I shouldn’t tell you what’s going to go down but much like Nicole Richie after eating a hamburger, I can’t keep it inside of me.
Tomorrow I am going to post another installment of Inky and Lola. And sometime Sunday…hold on to your seats folks…I will be posting pictures of, and the process of, making (drum roll please) LOOSEMEAT SANDWICHES!!
Tell those amateurs who run Maid-Rite, to check it out and see how to make this Bagwine favorite the right way. Mmmmmm juicy beef. I need a drink…just Kool-Aid folks, really.
This week we were told that President Bush was treated in the past for Lyme Disease. I bet when the Doctors told him that he may have Lyme Disease, Dubya said, “Lyme Disease? Must have been all of them there Jell-O Shots I did last week…A ding dang do.”
I had an odd dream last night. I was standing next to Lindsay Lohan in front of Buckingham Palace. Maybe I dreamt it because I heard Fleetwood Mac on the radio yesterday…give it a second folks. Lalalalalalala Yippee!! Gronk. Good Kool-Aid, thanks Schmoop.

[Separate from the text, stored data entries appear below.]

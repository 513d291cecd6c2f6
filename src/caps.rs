//! Capabilities and the client-local granted set
//!
//! The capability set is closed and versioned with the protocol; callers
//! never invent new values. Granted capabilities are a set, not a
//! sequence: membership matters, order does not.

use serde::{Deserialize, Serialize};
use std::fmt;
use std::str::FromStr;
use thiserror::Error;

/// One permitted operation class
#[derive(Debug, Clone, Copy, PartialEq, Eq, Hash, Serialize, Deserialize)]
pub enum Capability {
    /// Read key/value data
    #[serde(rename = "kv:read")]
    KvRead,
    /// Write key/value data
    #[serde(rename = "kv:write")]
    KvWrite,
    /// Read blobs
    #[serde(rename = "blob:read")]
    BlobRead,
    /// Write blobs
    #[serde(rename = "blob:write")]
    BlobWrite,
    /// Read the event log
    #[serde(rename = "log:read")]
    LogRead,
    /// Append to the event log
    #[serde(rename = "log:append")]
    LogAppend,
}

impl Capability {
    /// Wire name of this capability
    pub fn as_str(&self) -> &'static str {
        match self {
            Capability::KvRead => "kv:read",
            Capability::KvWrite => "kv:write",
            Capability::BlobRead => "blob:read",
            Capability::BlobWrite => "blob:write",
            Capability::LogRead => "log:read",
            Capability::LogAppend => "log:append",
        }
    }
}

impl fmt::Display for Capability {
    fn fmt(&self, f: &mut fmt::Formatter<'_>) -> fmt::Result {
        f.write_str(self.as_str())
    }
}

#[derive(Debug, Error)]
#[error("unknown capability: {0}")]
pub struct UnknownCapability(String);

impl FromStr for Capability {
    type Err = UnknownCapability;

    fn from_str(s: &str) -> Result<Self, Self::Err> {
        match s {
            "kv:read" => Ok(Capability::KvRead),
            "kv:write" => Ok(Capability::KvWrite),
            "blob:read" => Ok(Capability::BlobRead),
            "blob:write" => Ok(Capability::BlobWrite),
            "log:read" => Ok(Capability::LogRead),
            "log:append" => Ok(Capability::LogAppend),
            other => Err(UnknownCapability(other.to_string())),
        }
    }
}

/// The set of capabilities currently known to be granted on a connection
///
/// Mutated only by successful handshake or negotiation responses;
/// consulted before any capability-gated operation; cleared on disconnect.
#[derive(Debug, Clone, Default, PartialEq, Serialize, Deserialize)]
pub struct CapabilitySet {
    caps: Vec<Capability>,
}

impl CapabilitySet {
    pub fn new() -> Self {
        Self { caps: Vec::new() }
    }

    /// Add a capability to the set
    pub fn add(&mut self, cap: Capability) {
        if !self.caps.contains(&cap) {
            self.caps.push(cap);
        }
    }

    /// Replace the set's contents with the given capabilities
    pub fn replace(&mut self, caps: impl IntoIterator<Item = Capability>) {
        self.caps.clear();
        for cap in caps {
            self.add(cap);
        }
    }

    /// Check membership
    pub fn contains(&self, cap: Capability) -> bool {
        self.caps.contains(&cap)
    }

    /// Remove everything from the set
    pub fn clear(&mut self) {
        self.caps.clear();
    }

    pub fn is_empty(&self) -> bool {
        self.caps.is_empty()
    }

    pub fn len(&self) -> usize {
        self.caps.len()
    }

    /// Capabilities in `wanted` that are not in this set
    pub fn missing_from(&self, wanted: &[Capability]) -> Vec<Capability> {
        wanted
            .iter()
            .copied()
            .filter(|c| !self.contains(*c))
            .collect()
    }

    /// All capabilities currently in the set
    pub fn as_slice(&self) -> &[Capability] {
        &self.caps
    }

    pub fn to_vec(&self) -> Vec<Capability> {
        self.caps.clone()
    }
}

impl FromIterator<Capability> for CapabilitySet {
    fn from_iter<T: IntoIterator<Item = Capability>>(iter: T) -> Self {
        let mut set = CapabilitySet::new();
        for cap in iter {
            set.add(cap);
        }
        set
    }
}
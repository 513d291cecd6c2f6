//! Legacy text token layout
//!
//! `1|endpoint|scope|tags|bearer|expires_secs|sig` — the only layout that
//! embeds its endpoint, with expiry in absolute unix seconds. `sig` is
//! base64 of the first 16 bytes of HMAC-SHA256 over everything before the
//! final `|`.

use super::{sign, DecodedToken, Permissions, TokenError, TokenFields, TokenVersion};
use base64::{engine::general_purpose::URL_SAFE_NO_PAD, Engine};

const PREFIX: &[u8] = b"1|";
const TAG_LEN: usize = 16;

/// Text-prefix heuristic: the binary discriminants (0x02/0x03) can never
/// collide with ASCII `1`
pub(super) fn is_text(bytes: &[u8]) -> bool {
    bytes.starts_with(PREFIX)
}

pub(super) fn decode(bytes: &[u8]) -> Result<DecodedToken, TokenError> {
    let s = std::str::from_utf8(bytes).map_err(|_| TokenError::MalformedField("utf-8"))?;

    let parts: Vec<&str> = s.split('|').collect();
    if parts.len() != 7 {
        return Err(TokenError::MalformedField("field count"));
    }

    let endpoint = parts[1];
    let scope = parts[2];
    let tags = parts[3];
    let bearer = parts[4];
    if endpoint.is_empty() || scope.is_empty() || bearer.is_empty() {
        return Err(TokenError::MalformedField("empty field"));
    }

    let expires_at: u64 = parts[5].parse().map_err(|_| TokenError::InvalidExpiry)?;

    let tag = URL_SAFE_NO_PAD
        .decode(parts[6])
        .map_err(|_| TokenError::MalformedField("signature"))?;
    if tag.len() != TAG_LEN {
        return Err(TokenError::MalformedField("signature length"));
    }

    // Signed region is everything before the final separator
    let signed_len = s.len() - parts[6].len() - 1;

    Ok(DecodedToken {
        version: TokenVersion::Legacy,
        scope: scope.to_string(),
        endpoint: Some(endpoint.to_string()),
        bearer: bearer.to_string(),
        permissions: Permissions::from_tags(tags),
        expires_at,
        signed: bytes[..signed_len].to_vec(),
        tag,
    })
}

pub(super) fn encode(fields: &TokenFields, secret: &[u8]) -> Result<Vec<u8>, TokenError> {
    let endpoint = fields
        .endpoint
        .as_deref()
        .ok_or(TokenError::Unencodable("legacy layout embeds its endpoint"))?;

    for field in [endpoint, &fields.scope, &fields.bearer] {
        if field.is_empty() {
            return Err(TokenError::Unencodable("empty field"));
        }
        if field.contains('|') {
            return Err(TokenError::Unencodable("'|' inside a field"));
        }
    }

    let body = format!(
        "1|{}|{}|{}|{}|{}",
        endpoint,
        fields.scope,
        fields.permissions.tags(),
        fields.bearer,
        fields.expires_at
    );
    let tag = sign(secret, body.as_bytes());
    let sig_b64 = URL_SAFE_NO_PAD.encode(&tag[..TAG_LEN]);

    Ok(format!("{body}|{sig_b64}").into_bytes())
}
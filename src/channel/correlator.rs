//! Request/response correlation across the boundary
//!
//! Responses are matched by id, not by issue order; concurrent in-flight
//! requests may complete in any order. Each pending entry resolves exactly
//! once: by a matching response, by per-request timeout (handled at the
//! await site), or by a drain on disconnect.

use crate::error::{Result, ValetError};
use crate::protocol::MediatorMessage;
use parking_lot::Mutex;
use std::collections::HashMap;
use tokio::sync::oneshot;
use uuid::Uuid;

pub(crate) struct Correlator {
    pending: Mutex<HashMap<String, oneshot::Sender<Result<MediatorMessage>>>>,
}

impl Correlator {
    pub(crate) fn new() -> Self {
        Self {
            pending: Mutex::new(HashMap::new()),
        }
    }

    /// Allocate a fresh request id and its completion slot
    pub(crate) fn register(&self) -> (String, oneshot::Receiver<Result<MediatorMessage>>) {
        let mut pending = self.pending.lock();
        loop {
            let id = Uuid::new_v4().to_string();
            // Never two pending entries under one id; ids are not reused
            // while outstanding
            if !pending.contains_key(&id) {
                let (tx, rx) = oneshot::channel();
                pending.insert(id.clone(), tx);
                return (id, rx);
            }
        }
    }

    /// Resolve the pending request for `id` with the message's own status.
    /// Returns false when nothing was waiting (late or unsolicited reply).
    pub(crate) fn complete(&self, id: &str, msg: MediatorMessage) -> bool {
        let Some(tx) = self.pending.lock().remove(id) else {
            return false;
        };
        let result = match msg {
            MediatorMessage::Error { code, message, .. } => {
                Err(ValetError::Backend { code, message })
            }
            other => Ok(other),
        };
        tx.send(result).is_ok()
    }

    /// Drop a pending entry without resolving it (timed-out caller)
    pub(crate) fn forget(&self, id: &str) {
        self.pending.lock().remove(id);
    }

    /// Reject every outstanding request; nothing is accepted afterwards
    pub(crate) fn drain(&self, err: impl Fn() -> ValetError) {
        for (_, tx) in self.pending.lock().drain() {
            let _ = tx.send(Err(err()));
        }
    }

    #[cfg(test)]
    pub(crate) fn outstanding(&self) -> usize {
        self.pending.lock().len()
    }
}
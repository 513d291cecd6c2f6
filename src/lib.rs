//! Valet
//!
//! Client-side capability brokering for a private data store: applications
//! obtain narrow, revocable access through a trusted mediator without ever
//! holding the user's credentials.
//!
//! Two ways in:
//!
//! - A [`Channel`](channel::Channel) mounts the mediator's sandboxed
//!   context, completes a versioned handshake, and negotiates capabilities
//!   (escalating to an out-of-band approval surface when needed) for
//!   multi-call sessions.
//! - A [`DirectClient`](direct::DirectClient) takes a capability token
//!   received out-of-band (say, from a share link's URL fragment) and
//!   talks to the backend directly, no mediator involved.
//!
//! # Example
//!
//! ```no_run
//! use std::sync::Arc;
//! use valet::{Capability, Channel, ChannelConfig, NoSurface, WebTransportBoundary};
//!
//! #[tokio::main]
//! async fn main() -> Result<(), Box<dyn std::error::Error>> {
//!     let channel = Channel::new(
//!         ChannelConfig::new("https://mediator.example:4433"),
//!         Arc::new(WebTransportBoundary::new()),
//!         Arc::new(NoSurface),
//!     );
//!
//!     channel.connect().await?;
//!
//!     let outcome = channel
//!         .request_capabilities(&[Capability::KvRead, Capability::KvWrite])
//!         .await?;
//!     if outcome.is_complete() {
//!         channel.kv_put("greeting", serde_json::json!("hello")).await?;
//!         println!("{:?}", channel.kv_get("greeting").await?);
//!     }
//!
//!     channel.disconnect();
//!     Ok(())
//! }
//! ```

pub mod caps;
pub mod channel;
pub mod config;
pub mod direct;
pub mod error;
pub mod negotiate;
pub mod protocol;
pub mod token;

pub use caps::{Capability, CapabilitySet};
pub use channel::{
    Boundary, BoundaryLink, Channel, ChannelState, InboundFrame, LoopbackBoundary, LoopbackPeer,
    WebTransportBoundary,
};
pub use config::ChannelConfig;
pub use direct::{DirectClient, RemoteBackend, ResourceTransport};
pub use error::{Result, ValetError};
pub use negotiate::{ApprovalHandle, ApprovalSurface, GrantOutcome, NoSurface};
pub use protocol::{AppMessage, LogRecord, MediatorMessage, Page, PROTOCOL_VERSION};
pub use token::{DecodedToken, Permissions, TokenError, TokenFields, TokenVersion};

I wish I was a Jack-in-the-Box so everyday would be spent getting my wank cranked. Well, as long as I was sold at a sex toy party for hot, frustrated housewives.
Is it harmful to sleep in a blanket made from asbestos? All of my friends say no, and encourage me to do so. I think I’ll try it out.

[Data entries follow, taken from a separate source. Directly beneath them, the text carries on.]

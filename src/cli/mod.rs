//! CLI definitions

mod commands;

pub use commands::{Cli, Commands, LogCommands};
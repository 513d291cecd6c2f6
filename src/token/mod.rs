//! Capability token codec
//!
//! Token layouts, dispatched on the decoded bytes:
//! - `1|...` ASCII prefix : legacy text format (embeds its endpoint,
//!   absolute-seconds expiry, single-character permission tags)
//! - `0x02` : compact binary (6-byte scope, fixed 8-byte bearer, 16-byte tag)
//! - `0x03` : extended binary (8-byte scope, length-prefixed bearer, 32-byte tag)
//!
//! Binary expiries are hours since 2020-01-01T00:00:00Z, 3 bytes — the
//! token shrinks at the cost of hour-granularity expiry. Everything decodes
//! to one normalized [`DecodedToken`]; no caller branches on version after
//! the dispatch point.

mod binary;
mod text;

use base64::{engine::general_purpose::URL_SAFE_NO_PAD, Engine};
use hmac::{Hmac, Mac};
use sha2::Sha256;
use std::time::{SystemTime, UNIX_EPOCH};
use thiserror::Error;

type HmacSha256 = Hmac<Sha256>;

/// Epoch for the binary formats' hour-granularity expiry (2020-01-01T00:00:00Z)
pub const HOUR_EPOCH_SECS: u64 = 1_577_836_800;

#[derive(Debug, Error, PartialEq, Eq)]
pub enum TokenError {
    #[error("invalid token encoding")]
    InvalidEncoding,

    #[error("unknown token version: {0}")]
    UnknownVersion(u8),

    #[error("wrong token length: expected {expected} bytes, got {got}")]
    WrongLength { expected: usize, got: usize },

    #[error("token truncated")]
    Truncated,

    #[error("malformed token field: {0}")]
    MalformedField(&'static str),

    #[error("invalid token expiry")]
    InvalidExpiry,

    #[error("cannot encode token: {0}")]
    Unencodable(&'static str),

    #[error("token expired")]
    Expired,

    #[error("token signature mismatch")]
    SignatureMismatch,
}

/// Token layout versions
#[derive(Debug, Clone, Copy, PartialEq, Eq)]
pub enum TokenVersion {
    /// Oldest text format, endpoint embedded
    Legacy,
    /// Fixed-width binary format
    Compact,
    /// Variable-bearer binary format with a full-length tag
    Extended,
}

/// Permission bitmap shared by every token version
///
/// The legacy text format spells the same bits as single-character tags.
/// Unknown bits and tags are dropped on decode; a token with zero
/// permissions is valid but useless.
#[derive(Debug, Clone, Copy, PartialEq, Eq, Hash, Default)]
pub struct Permissions(u8);

impl Permissions {
    pub const READ: u8 = 0x01;
    pub const APPEND: u8 = 0x02;
    pub const DELETE_OWN: u8 = 0x04;
    pub const DELETE_ANY: u8 = 0x08;
    pub const READ_DELETED: u8 = 0x10;

    const KNOWN: u8 = 0x1f;

    /// Build from raw bits, dropping unknown bits
    pub fn from_bits(bits: u8) -> Self {
        Self(bits & Self::KNOWN)
    }

    pub fn bits(self) -> u8 {
        self.0
    }

    pub fn is_empty(self) -> bool {
        self.0 == 0
    }

    pub fn can_read(self) -> bool {
        self.0 & Self::READ != 0
    }

    pub fn can_append(self) -> bool {
        self.0 & Self::APPEND != 0
    }

    pub fn can_delete_own(self) -> bool {
        self.0 & Self::DELETE_OWN != 0
    }

    pub fn can_delete_any(self) -> bool {
        self.0 & Self::DELETE_ANY != 0
    }

    pub fn can_read_deleted(self) -> bool {
        self.0 & Self::READ_DELETED != 0
    }

    /// Parse legacy tag characters; unknown tags are ignored
    pub(crate) fn from_tags(tags: &str) -> Self {
        let mut bits = 0u8;
        for c in tags.chars() {
            bits |= match c {
                'r' => Self::READ,
                'a' => Self::APPEND,
                'd' => Self::DELETE_OWN,
                'D' => Self::DELETE_ANY,
                'x' => Self::READ_DELETED,
                _ => 0,
            };
        }
        Self(bits)
    }

    /// Render as legacy tag characters
    pub(crate) fn tags(self) -> String {
        let mut out = String::new();
        for (bit, tag) in [
            (Self::READ, 'r'),
            (Self::APPEND, 'a'),
            (Self::DELETE_OWN, 'd'),
            (Self::DELETE_ANY, 'D'),
            (Self::READ_DELETED, 'x'),
        ] {
            if self.0 & bit != 0 {
                out.push(tag);
            }
        }
        out
    }
}

/// Fields a token is issued from
#[derive(Debug, Clone, PartialEq, Eq)]
pub struct TokenFields {
    /// Resource identifier the token is scoped to
    pub scope: String,
    /// Embedded resource endpoint; only the legacy format stores one
    pub endpoint: Option<String>,
    /// Bearer identifier
    pub bearer: String,
    pub permissions: Permissions,
    /// Absolute expiry, unix seconds (binary formats round down to the hour)
    pub expires_at: u64,
}

/// A decoded, normalized capability token
///
/// Decoding trusts nothing: call [`DecodedToken::verify`] before acting on
/// any field, and re-check expiry at every use, not only at decode time.
#[derive(Debug, Clone, PartialEq, Eq)]
pub struct DecodedToken {
    pub version: TokenVersion,
    pub scope: String,
    /// Resolved endpoint: externally supplied if given, else embedded
    pub endpoint: Option<String>,
    pub bearer: String,
    pub permissions: Permissions,
    pub expires_at: u64,
    /// Bytes covered by the authentication tag
    signed: Vec<u8>,
    tag: Vec<u8>,
}

impl DecodedToken {
    /// Check the authentication tag against the resource's signing secret,
    /// then the expiry against the local clock
    pub fn verify(&self, secret: &[u8]) -> Result<(), TokenError> {
        self.verify_at(secret, now_secs())
    }

    /// Like [`verify`](Self::verify) with an explicit clock
    pub fn verify_at(&self, secret: &[u8], now: u64) -> Result<(), TokenError> {
        let mut mac =
            HmacSha256::new_from_slice(secret).expect("HMAC can take key of any size");
        mac.update(&self.signed);
        mac.verify_truncated_left(&self.tag)
            .map_err(|_| TokenError::SignatureMismatch)?;

        if self.is_expired_at(now) {
            return Err(TokenError::Expired);
        }
        Ok(())
    }

    pub fn is_expired(&self) -> bool {
        self.is_expired_at(now_secs())
    }

    pub fn is_expired_at(&self, now: u64) -> bool {
        now >= self.expires_at
    }
}

/// Decode a raw token string
///
/// An externally supplied endpoint always wins over an embedded one: the
/// embedded endpoint spares the caller a second parameter but bakes a
/// mutable infrastructure detail into an immutable credential, so callers
/// that know where the resource lives should say so.
pub fn decode(raw: &str, external_endpoint: Option<&str>) -> Result<DecodedToken, TokenError> {
    let bytes = URL_SAFE_NO_PAD
        .decode(raw)
        .map_err(|_| TokenError::InvalidEncoding)?;
    if bytes.is_empty() {
        return Err(TokenError::Truncated);
    }

    let mut token = if text::is_text(&bytes) {
        text::decode(&bytes)?
    } else {
        match bytes[0] {
            binary::COMPACT_VERSION => binary::decode_compact(&bytes)?,
            binary::EXTENDED_VERSION => binary::decode_extended(&bytes)?,
            other => return Err(TokenError::UnknownVersion(other)),
        }
    };

    if let Some(endpoint) = external_endpoint {
        token.endpoint = Some(endpoint.to_string());
    }
    Ok(token)
}

/// Encode and sign a token in the given layout
pub fn encode(
    fields: &TokenFields,
    version: TokenVersion,
    secret: &[u8],
) -> Result<String, TokenError> {
    let bytes = match version {
        TokenVersion::Legacy => text::encode(fields, secret)?,
        TokenVersion::Compact => binary::encode_compact(fields, secret)?,
        TokenVersion::Extended => binary::encode_extended(fields, secret)?,
    };
    Ok(URL_SAFE_NO_PAD.encode(bytes))
}

pub(crate) fn sign(secret: &[u8], data: &[u8]) -> [u8; 32] {
    let mut mac = HmacSha256::new_from_slice(secret).expect("HMAC can take key of any size");
    mac.update(data);
    mac.finalize().into_bytes().into()
}

fn now_secs() -> u64 {
    SystemTime::now()
        .duration_since(UNIX_EPOCH)
        .unwrap_or_default()
        .as_secs()
}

Anyone up for a slumber party? I’ll bring the…Oh shit, I just heard on TV that Merv Griffin is in the hospital and in grave condition. Sounds like he may be in jeopardy.
On that rude note, I will bid you farewell. Make sure to stop by for the Loosemeat seminar this weekend. Speaking of weekends, enjoy yours. Spend it having pool sex atop a Spiderman floatation device.
Have a wonderful Thursday all; I only have to work 5-9 today. Praise Jeebus!!